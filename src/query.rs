use crate::error::{Result, SearchError};
use crate::options::SearchOptions;
use serde_json::Value;
use url::form_urlencoded::Serializer;

pub const SEARCH_URL: &str = "https://api-adresse.data.gouv.fr/search/";

/// Encodes a term and its options into a request URL.
///
/// Parameters are always written in the same order (`q`, then `autocomplete`, `longitude`,
/// `latitude`, `type`, `postcode`, `citycode`, `limit`) so identical inputs give identical
/// URLs. Nothing is validated here; absent options are simply left out.
pub fn search_url(term: &str, options: Option<&SearchOptions>) -> String {
    let mut query = Serializer::new(String::new());
    query.append_pair("q", term);

    if let Some(options) = options {
        if let Some(autocomplete) = options.autocomplete {
            query.append_pair("autocomplete", &autocomplete.to_string());
        }
        if let Some(longitude) = options.longitude {
            query.append_pair("longitude", &coordinate(longitude));
        }
        if let Some(latitude) = options.latitude {
            query.append_pair("latitude", &coordinate(latitude));
        }
        if let Some(search_type) = options.search_type {
            query.append_pair("type", &search_type.to_string());
        }
        if let Some(postcode) = &options.postcode {
            query.append_pair("postcode", postcode);
        }
        if let Some(citycode) = &options.citycode {
            query.append_pair("citycode", citycode);
        }
        if let Some(limit) = options.limit {
            query.append_pair("limit", &limit.to_string());
        }
    }

    format!("{SEARCH_URL}?{}", query.finish())
}

// Display writes -0.0 as "-0".
fn coordinate(value: f64) -> String {
    if value == 0.0 {
        "0".to_string()
    } else {
        value.to_string()
    }
}

/// A search term together with validated options.
#[derive(Clone, Debug, PartialEq)]
pub struct SearchQuery {
    pub term: String,
    pub options: SearchOptions,
}

impl SearchQuery {
    pub fn new(term: impl Into<String>, options: SearchOptions) -> Result<Self> {
        options.validate()?;
        Ok(Self {
            term: term.into(),
            options,
        })
    }

    /// Builds a query from untyped arguments, e.g. values decoded from user supplied JSON.
    /// A missing term is rejected; missing options mean no options.
    pub fn from_values(term: Option<&Value>, options: Option<&Value>) -> Result<Self> {
        let Some(Value::String(term)) = term else {
            return Err(SearchError::ArgumentType {
                position: 1,
                expected: "a string",
            });
        };
        let options = match options {
            Some(value) => SearchOptions::from_value(value)?,
            None => SearchOptions::default(),
        };
        Ok(Self {
            term: term.clone(),
            options,
        })
    }

    pub fn url(&self) -> String {
        search_url(&self.term, Some(&self.options))
    }
}
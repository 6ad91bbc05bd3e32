use base64::engine::general_purpose::STANDARD as BASE64;
use base64::Engine;
use hmac::{Hmac, Mac};
use sha2::Sha256;

type HmacSha256 = Hmac<Sha256>;

/// Checks a webhook signature header against the raw request body.
///
/// The platform signs the body with HMAC-SHA256 keyed by the channel secret
/// and sends the base64 digest in the header. Comparison runs through
/// `Mac::verify_slice`, so it is constant-time.
pub fn verify_signature(channel_secret: &str, body: &[u8], signature_header: &str) -> bool {
    let Ok(expected) = BASE64.decode(signature_header) else {
        return false;
    };
    let Ok(mut mac) = HmacSha256::new_from_slice(channel_secret.as_bytes()) else {
        return false;
    };
    mac.update(body);
    mac.verify_slice(&expected).is_ok()
}

/// Computes the header value the platform would send for `body`.
pub fn sign_body(channel_secret: &str, body: &[u8]) -> String {
    let mut mac = HmacSha256::new_from_slice(channel_secret.as_bytes())
        .expect("HMAC can take a key of any size");
    mac.update(body);
    BASE64.encode(mac.finalize().into_bytes())
}
use serde::{Deserialize, Serialize};

/// One labelled group of instruments in the daily report, in display order.
#[derive(Debug, Clone, Serialize, Deserialize, PartialEq, Eq)]
pub struct WatchCategory {
    pub label: String,
    pub instrument_ids: Vec<String>,
}

/// Static, ordered mapping of category label to instrument ids. Built once
/// at startup, read-only for the rest of the process lifetime.
#[derive(Debug, Clone, Serialize, Deserialize, PartialEq, Eq, Default)]
pub struct Watchlist {
    pub categories: Vec<WatchCategory>,
}

impl Watchlist {
    pub fn new(categories: Vec<WatchCategory>) -> Self {
        Self { categories }
    }

    pub fn with_category(mut self, label: &str, instrument_ids: &[&str]) -> Self {
        self.categories.push(WatchCategory {
            label: label.to_string(),
            instrument_ids: instrument_ids.iter().map(|s| s.to_string()).collect(),
        });
        self
    }

    pub fn is_empty(&self) -> bool {
        self.categories.is_empty()
    }

    pub fn instrument_count(&self) -> usize {
        self.categories.iter().map(|c| c.instrument_ids.len()).sum()
    }

    /// Default market-open report: index ETFs plus a handful of large caps.
    pub fn default_report() -> Self {
        Self::default()
            .with_category("ETF", &["0050", "006208"])
            .with_category("個股", &["2317", "2330", "2454"])
    }
}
▬▬▬
TASK DETAILS - A lone number is the expected answer: the count of lines in these entries holding the string "PartialEq".

EXERCISE OUTPUT - 3